One of the questions some users have, especially if they own more than one type of vehicle, is whether one can use a car charger to recharge a motorcycle battery. Normally, both types of vehicles feature 12-volt batteries, which means that you should not have any problems using the same device to get this done.
However, you want to make sure that the car charger you intend to use has adjustable current settings since if the amperage used is too high, there is no doubt the smaller motorcycle battery might end up getting fried. Of course, the recommended way is to use a charger made for motorcycle batteries and avoid taking the risk of damaging it.
If you’ve bought a new battery for your motorcycle and you want to know how long it will last before you will need to make that investment again, the answer to this question is that it depends on how you are going to take care of it.

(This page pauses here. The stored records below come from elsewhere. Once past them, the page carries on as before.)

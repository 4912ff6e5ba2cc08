use serde::{Deserialize, Serialize};
use sqlx::SqlitePool;
use time::OffsetDateTime;
use uuid::Uuid;

use crate::{
    access::{self, RoomAccess},
    db,
    session::Caller,
    AppError, AppResult,
};

#[derive(Clone, Debug, PartialEq, Eq, Serialize, Deserialize)]
#[serde(rename_all = "camelCase")]
pub struct Message {
    pub id: Uuid,
    pub message: String,
    pub sender: String,
    pub room_id: Uuid,
    #[serde(with = "time::serde::rfc3339")]
    pub created_at: OffsetDateTime,
}

#[derive(Clone, Debug, Deserialize)]
pub struct MessagePayload {
    pub message: String,
}

#[derive(sqlx::FromRow)]
struct MessageRow {
    id: String,
    message: String,
    sender: String,
    room_id: String,
    created_at: i64,
}

impl TryFrom<MessageRow> for Message {
    type Error = AppError;

    fn try_from(row: MessageRow) -> AppResult<Self> {
        Ok(Message {
            id: Uuid::parse_str(&row.id)?,
            message: row.message,
            sender: row.sender,
            room_id: Uuid::parse_str(&row.room_id)?,
            created_at: db::from_millis(row.created_at)?,
        })
    }
}

/// Owns the message collection.
///
/// Room-scoped operations resolve the room through a [`RoomAccess`] before
/// reading or writing anything here.
#[derive(Clone)]
pub struct MessageStore {
    db_pool: SqlitePool,
}

impl MessageStore {
    pub fn new(db_pool: SqlitePool) -> Self {
        Self { db_pool }
    }

    pub async fn list(
        &self,
        rooms: &impl RoomAccess,
        caller: &Caller,
        room_id: Uuid,
    ) -> AppResult<Vec<Message>> {
        rooms.member_room(caller, room_id, "list messages of a room").await?;

        let rows: Vec<MessageRow> = sqlx::query_as(
            "SELECT id,message,sender,room_id,created_at FROM messages WHERE room_id=? ORDER BY rowid",
        )
        .bind(room_id.to_string())
        .fetch_all(&self.db_pool)
        .await?;

        rows.into_iter().map(Message::try_from).collect()
    }

    pub async fn post(
        &self,
        rooms: &impl RoomAccess,
        caller: &Caller,
        room_id: Uuid,
        payload: MessagePayload,
    ) -> AppResult<Message> {
        const POST: &str = "send message to a room";

        rooms.member_room(caller, room_id, POST).await?;

        let message = Message {
            id: Uuid::now_v7(),
            message: payload.message,
            sender: caller.as_str().to_owned(),
            room_id,
            created_at: db::now(),
        };

        sqlx::query("INSERT INTO messages (id,room_id,sender,message,created_at) values (?,?,?,?,?)")
            .bind(message.id.to_string())
            .bind(message.room_id.to_string())
            .bind(&message.sender)
            .bind(&message.message)
            .bind(db::to_millis(message.created_at))
            .execute(&self.db_pool)
            .await
            .map_err(|err| match err {
                // room deleted after the membership check
                sqlx::Error::Database(db_err) if db_err.is_foreign_key_violation() => {
                    AppError::NotFound { action: POST, what: "room", id: room_id }
                }
                err => err.into(),
            })?;

        tracing::info!(message_id = %message.id, %room_id, sender = %caller, "message posted");
        Ok(message)
    }

    pub async fn delete(&self, caller: &Caller, id: Uuid) -> AppResult<Message> {
        const ACTION: &str = "delete a message";

        let row: Option<MessageRow> =
            sqlx::query_as("SELECT id,message,sender,room_id,created_at FROM messages WHERE id=?")
                .bind(id.to_string())
                .fetch_optional(&self.db_pool)
                .await?;
        let Some(row) = row else {
            return Err(AppError::NotFound { action: ACTION, what: "message", id });
        };

        let message = Message::try_from(row)?;
        access::ensure_sender(caller, &message, ACTION)?;

        let result = sqlx::query("DELETE FROM messages WHERE id=?")
            .bind(id.to_string())
            .execute(&self.db_pool)
            .await?;
        if result.rows_affected() == 0 {
            return Err(AppError::NotFound { action: ACTION, what: "message", id });
        }

        tracing::info!(message_id = %id, "message deleted");
        Ok(message)
    }
}

#[cfg(test)]
mod tests {
    use super::*;
    use crate::rooms::{Room, RoomPayload, RoomStore};

    async fn stores() -> (RoomStore, MessageStore) {
        let db_pool = db::memory().await.unwrap();
        (RoomStore::new(db_pool.clone()), MessageStore::new(db_pool))
    }

    async fn team_room(rooms: &RoomStore) -> Room {
        let alice = Caller::new("alice");
        let room = rooms
            .create(
                &alice,
                RoomPayload {
                    title: "Team".to_owned(),
                    description: "d".to_owned(),
                    avatar: "a".to_owned(),
                },
            )
            .await
            .unwrap();
        rooms.add_member(&alice, room.id, "bob").await.unwrap()
    }

    fn text(message: &str) -> MessagePayload {
        MessagePayload { message: message.to_owned() }
    }

    #[tokio::test]
    async fn members_post_and_list_in_order() {
        let (rooms, messages) = stores().await;
        let room = team_room(&rooms).await;
        let bob = Caller::new("bob");

        let first = messages.post(&rooms, &bob, room.id, text("hi")).await.unwrap();
        let second = messages
            .post(&rooms, &Caller::new("alice"), room.id, text("hello"))
            .await
            .unwrap();
        assert_eq!(first.sender, "bob");
        assert_eq!(first.room_id, room.id);
        assert_ne!(first.id, second.id);

        let listed = messages.list(&rooms, &bob, room.id).await.unwrap();
        assert_eq!(listed, vec![first, second]);
    }

    #[tokio::test]
    async fn non_members_cannot_post_or_list() {
        let (rooms, messages) = stores().await;
        let room = team_room(&rooms).await;
        let carol = Caller::new("carol");

        assert!(matches!(
            messages.post(&rooms, &carol, room.id, text("let me in")).await,
            Err(AppError::Unauthorized { .. })
        ));
        assert!(matches!(
            messages.list(&rooms, &carol, room.id).await,
            Err(AppError::Unauthorized { .. })
        ));
        assert!(messages.list(&rooms, &Caller::new("alice"), room.id).await.unwrap().is_empty());
    }

    #[tokio::test]
    async fn missing_room_is_not_found() {
        let (rooms, messages) = stores().await;
        let ghost = Uuid::now_v7();

        assert!(matches!(
            messages.post(&rooms, &Caller::new("alice"), ghost, text("hi")).await,
            Err(AppError::NotFound { what: "room", .. })
        ));
        assert!(matches!(
            messages.list(&rooms, &Caller::new("alice"), ghost).await,
            Err(AppError::NotFound { what: "room", .. })
        ));
    }

    #[tokio::test]
    async fn only_the_sender_deletes() {
        let (rooms, messages) = stores().await;
        let room = team_room(&rooms).await;
        let bob = Caller::new("bob");

        let msg = messages.post(&rooms, &bob, room.id, text("hi")).await.unwrap();
        assert!(matches!(
            messages.delete(&Caller::new("alice"), msg.id).await,
            Err(AppError::Unauthorized { .. })
        ));
        assert_eq!(messages.delete(&bob, msg.id).await.unwrap(), msg);
        assert!(matches!(
            messages.delete(&bob, msg.id).await,
            Err(AppError::NotFound { what: "message", .. })
        ));
    }

    /// Hands out a room resolved earlier, whatever happened to it since.
    struct Resolved(Room);

    impl RoomAccess for Resolved {
        async fn member_room(&self, _: &Caller, _: Uuid, _: &'static str) -> AppResult<Room> {
            Ok(self.0.clone())
        }
    }

    #[tokio::test]
    async fn posting_into_a_room_deleted_after_the_check_is_not_found() {
        let (rooms, messages) = stores().await;
        let room = team_room(&rooms).await;
        let resolved = Resolved(room.clone());
        rooms.delete(&Caller::new("alice"), room.id).await.unwrap();

        let result = messages.post(&resolved, &Caller::new("bob"), room.id, text("hi")).await;
        assert!(matches!(
            result,
            Err(AppError::NotFound { what: "room", id, .. }) if id == room.id
        ));
    }

    #[tokio::test]
    async fn deleting_a_room_drops_its_messages() {
        let (rooms, messages) = stores().await;
        let room = team_room(&rooms).await;
        let bob = Caller::new("bob");

        let msg = messages.post(&rooms, &bob, room.id, text("hi")).await.unwrap();
        rooms.delete(&Caller::new("alice"), room.id).await.unwrap();

        assert!(matches!(
            messages.delete(&bob, msg.id).await,
            Err(AppError::NotFound { .. })
        ));
    }
}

Normally batteries should last for about 3 years, but depending on how you decide to use it, it can go for even longer or it can last for less than a year. The most common mistake riders tend to do that ruins batteries is simply leaving them to die completely, and doing this often.
The reason why this is not a good approach is actually quite simple. Given their construction, lead-acid batteries lose part of their charging power each and every single time they are completely drained, which means they get a bit more permanently damaged with every such episode. Moreover, this only needs to happen a handful of times before the unit is ruined.
There are several ways in which batteries get drained, the most common ones including letting a bike sit in the garage for a long period of time, only riding for short distances which means that the charging system doesn’t work long enough to recharge it, a faulty installation, using the wrong type of charger, or even adding excessive electrical accessories.
How often should the battery be recharged?
If you want to make sure that your battery functions properly for as long as possible, you need to recharge it at least once every 30 days. Lead-acid batteries are known for having high self-discharge rates since they lose up to 1% of their power each day they sit. Of course, this rate is even higher if you’ve added other accessories or advanced electronics.
Another approach, if you don’t want the hassle of remembering to recharge it, is to simply keep it on a trickle charger. This applies if you don’t ride it at least once a week. On the other hand, if you do pay attention to the battery and take proper care of it, chances are you will be able to rely on it for those nice rides when you simply want to enjoy a worry-free experience.